■ EXERCISE BRIEF
What lines of the data below include the word "FnRule"? Report them by copying each.

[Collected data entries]
+++
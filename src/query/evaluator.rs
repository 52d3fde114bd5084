//! # Query Evaluator
//!
//! Builds a strongly typed query from a raw, weakly typed query map by
//! walking a declarative spec in declaration order: presence and mandatory
//! checks first, then type coercion, then cross-field rules against the
//! result accumulated so far. Evaluation is all-or-nothing: the first
//! violation aborts and no partial result escapes.

use std::collections::HashMap;

use super::spec::{QuerySpec, QueryValue, TypedQuery, ValueType};
use crate::error::{CustomError, INVALID_QUERY_ERROR_CODE};

/// Raw query map as delivered by the HTTP layer
///
/// Keys are expected lower-cased; spec keys are lower-cased before lookup,
/// making the match case-insensitive.
pub type RawQuery = HashMap<String, String>;

/// Stateless evaluator of raw queries against a [`QuerySpec`]
pub struct QueryEvaluator;

impl QueryEvaluator {
    /// Validates and coerces `raw` according to `spec`
    ///
    /// Fields are processed in declaration order. Returns the accumulated
    /// [`TypedQuery`] on success, or a [`CustomError`] carrying
    /// [`INVALID_QUERY_ERROR_CODE`] on the first violation.
    pub fn get_query(raw: &RawQuery, spec: &QuerySpec) -> Result<TypedQuery, CustomError> {
        let mut result = TypedQuery::default();

        for (key, field) in spec.fields() {
            let lower_key = key.to_lowercase();
            let raw_value = raw.get(&lower_key).filter(|v| is_present(v.as_str()));

            let Some(raw_value) = raw_value else {
                // No hit on the query specification
                if field.is_mandatory {
                    return Err(invalid_query(format!(
                        "query parameter {key} is mandatory"
                    )));
                }
                if let Some(default) = &field.default_value {
                    result.insert(key, default.clone());
                }
                continue;
            };

            // The attribute is present, make sure it conforms to the rules
            let candidate = match field.value_type {
                ValueType::Number => match parse_number(raw_value) {
                    Some(n) => QueryValue::Num(n),
                    None => {
                        return Err(invalid_query(format!(
                            "query parameter {key} must be a number"
                        )));
                    }
                },
                // Treat it as a string: any value is OK
                ValueType::String => QueryValue::Str(raw_value.clone()),
            };

            for rule in &field.rules {
                if rule.triggers(&result, &candidate) {
                    return Err(invalid_query(rule.message()));
                }
            }

            result.insert(key, candidate);
        }

        Ok(result)
    }
}

fn invalid_query(message: impl Into<String>) -> CustomError {
    CustomError::new(INVALID_QUERY_ERROR_CODE, message)
}

/// Presence is truthiness, not key existence: an empty string or a literal
/// `"0"` counts as absent and goes through mandatory/default handling.
fn is_present(raw: &str) -> bool {
    !raw.is_empty() && raw != "0"
}

/// Numeric coercion; a parse that fails or yields NaN is rejected
fn parse_number(raw: &str) -> Option<f64> {
    raw.trim().parse::<f64>().ok().filter(|n| !n.is_nan())
}

#[cfg(test)]
mod tests {
    use super::*;
    use crate::query::spec::{FieldSpec, FnRule};

    fn raw(pairs: &[(&str, &str)]) -> RawQuery {
        pairs
            .iter()
            .map(|(k, v)| (k.to_string(), v.to_string()))
            .collect()
    }

    #[test]
    fn test_string_passes_through_unchanged() {
        let spec = QuerySpec::new().field("name", FieldSpec::string());
        let query = QueryEvaluator::get_query(&raw(&[("name", "John Doe")]), &spec).unwrap();
        assert_eq!(query.get_str("name"), Some("John Doe"));
    }

    #[test]
    fn test_number_coercion() {
        let spec = QuerySpec::new().field("limit", FieldSpec::number());
        let query = QueryEvaluator::get_query(&raw(&[("limit", "25")]), &spec).unwrap();
        assert_eq!(query.get_number("limit"), Some(25.0));
    }

    #[test]
    fn test_non_numeric_rejected() {
        let spec = QuerySpec::new().field("limit", FieldSpec::number());
        let err = QueryEvaluator::get_query(&raw(&[("limit", "abc")]), &spec).unwrap_err();
        assert_eq!(err.status_code(), Some(INVALID_QUERY_ERROR_CODE));
        assert_eq!(err.message(), Some("query parameter limit must be a number"));
    }

    #[test]
    fn test_nan_literal_rejected() {
        let spec = QuerySpec::new().field("limit", FieldSpec::number());
        let err = QueryEvaluator::get_query(&raw(&[("limit", "NaN")]), &spec).unwrap_err();
        assert_eq!(err.message(), Some("query parameter limit must be a number"));
    }

    #[test]
    fn test_mandatory_absent_fails() {
        let spec = QuerySpec::new().field("name", FieldSpec::string().mandatory());
        let err = QueryEvaluator::get_query(&raw(&[]), &spec).unwrap_err();
        assert_eq!(err.message(), Some("query parameter name is mandatory"));
    }

    #[test]
    fn test_case_insensitive_lookup() {
        let spec = QuerySpec::new().field("pageSize", FieldSpec::number());
        let query = QueryEvaluator::get_query(&raw(&[("pagesize", "10")]), &spec).unwrap();
        assert_eq!(query.get_number("pageSize"), Some(10.0));
    }

    #[test]
    fn test_default_applies_when_absent() {
        let spec = QuerySpec::new().field("limit", FieldSpec::number().default_value(100i64));
        let query = QueryEvaluator::get_query(&raw(&[]), &spec).unwrap();
        assert_eq!(query.get_number("limit"), Some(100.0));
    }

    #[test]
    fn test_default_never_overrides_present_value() {
        let spec = QuerySpec::new().field("limit", FieldSpec::number().default_value(100i64));
        let query = QueryEvaluator::get_query(&raw(&[("limit", "5")]), &spec).unwrap();
        assert_eq!(query.get_number("limit"), Some(5.0));
    }

    #[test]
    fn test_absent_without_default_stays_absent() {
        let spec = QuerySpec::new().field("name", FieldSpec::string());
        let query = QueryEvaluator::get_query(&raw(&[]), &spec).unwrap();
        assert!(!query.contains("name"));
        assert!(query.is_empty());
    }

    #[test]
    fn test_zero_literal_treated_as_absent() {
        // Presence is truthiness: "0" goes through the default path
        let spec = QuerySpec::new().field("offset", FieldSpec::number().default_value(10i64));
        let query = QueryEvaluator::get_query(&raw(&[("offset", "0")]), &spec).unwrap();
        assert_eq!(query.get_number("offset"), Some(10.0));
    }

    #[test]
    fn test_empty_string_treated_as_absent() {
        let spec = QuerySpec::new().field("name", FieldSpec::string().mandatory());
        let err = QueryEvaluator::get_query(&raw(&[("name", "")]), &spec).unwrap_err();
        assert_eq!(err.message(), Some("query parameter name is mandatory"));
    }

    #[test]
    fn test_rule_sees_earlier_fields() {
        let spec = QuerySpec::new()
            .field("min", FieldSpec::number())
            .field(
                "max",
                FieldSpec::number().rule(FnRule::new(
                    "max must not be smaller than min",
                    |q: &TypedQuery, v: &QueryValue| {
                        match (q.get_number("min"), v.as_number()) {
                            (Some(min), Some(max)) => max < min,
                            _ => false,
                        }
                    },
                )),
            );

        let err =
            QueryEvaluator::get_query(&raw(&[("min", "5"), ("max", "3")]), &spec).unwrap_err();
        assert_eq!(err.message(), Some("max must not be smaller than min"));

        let query = QueryEvaluator::get_query(&raw(&[("min", "3"), ("max", "5")]), &spec).unwrap();
        assert_eq!(query.get_number("min"), Some(3.0));
        assert_eq!(query.get_number("max"), Some(5.0));
    }

    #[test]
    fn test_first_firing_rule_wins() {
        let spec = QuerySpec::new().field(
            "limit",
            FieldSpec::number()
                .rule(FnRule::new("first", |_: &TypedQuery, _: &QueryValue| true))
                .rule(FnRule::new("second", |_: &TypedQuery, _: &QueryValue| {
                    panic!("later rules must never be evaluated")
                })),
        );

        let err = QueryEvaluator::get_query(&raw(&[("limit", "1")]), &spec).unwrap_err();
        assert_eq!(err.message(), Some("first"));
    }
}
+++
■ PROBLEM SOLUTION
    use crate::query::spec::{FieldSpec, FnRule};
                FieldSpec::number().rule(FnRule::new(
                .rule(FnRule::new("first", |_: &TypedQuery, _: &QueryValue| true))
                .rule(FnRule::new("second", |_: &TypedQuery, _: &QueryValue| {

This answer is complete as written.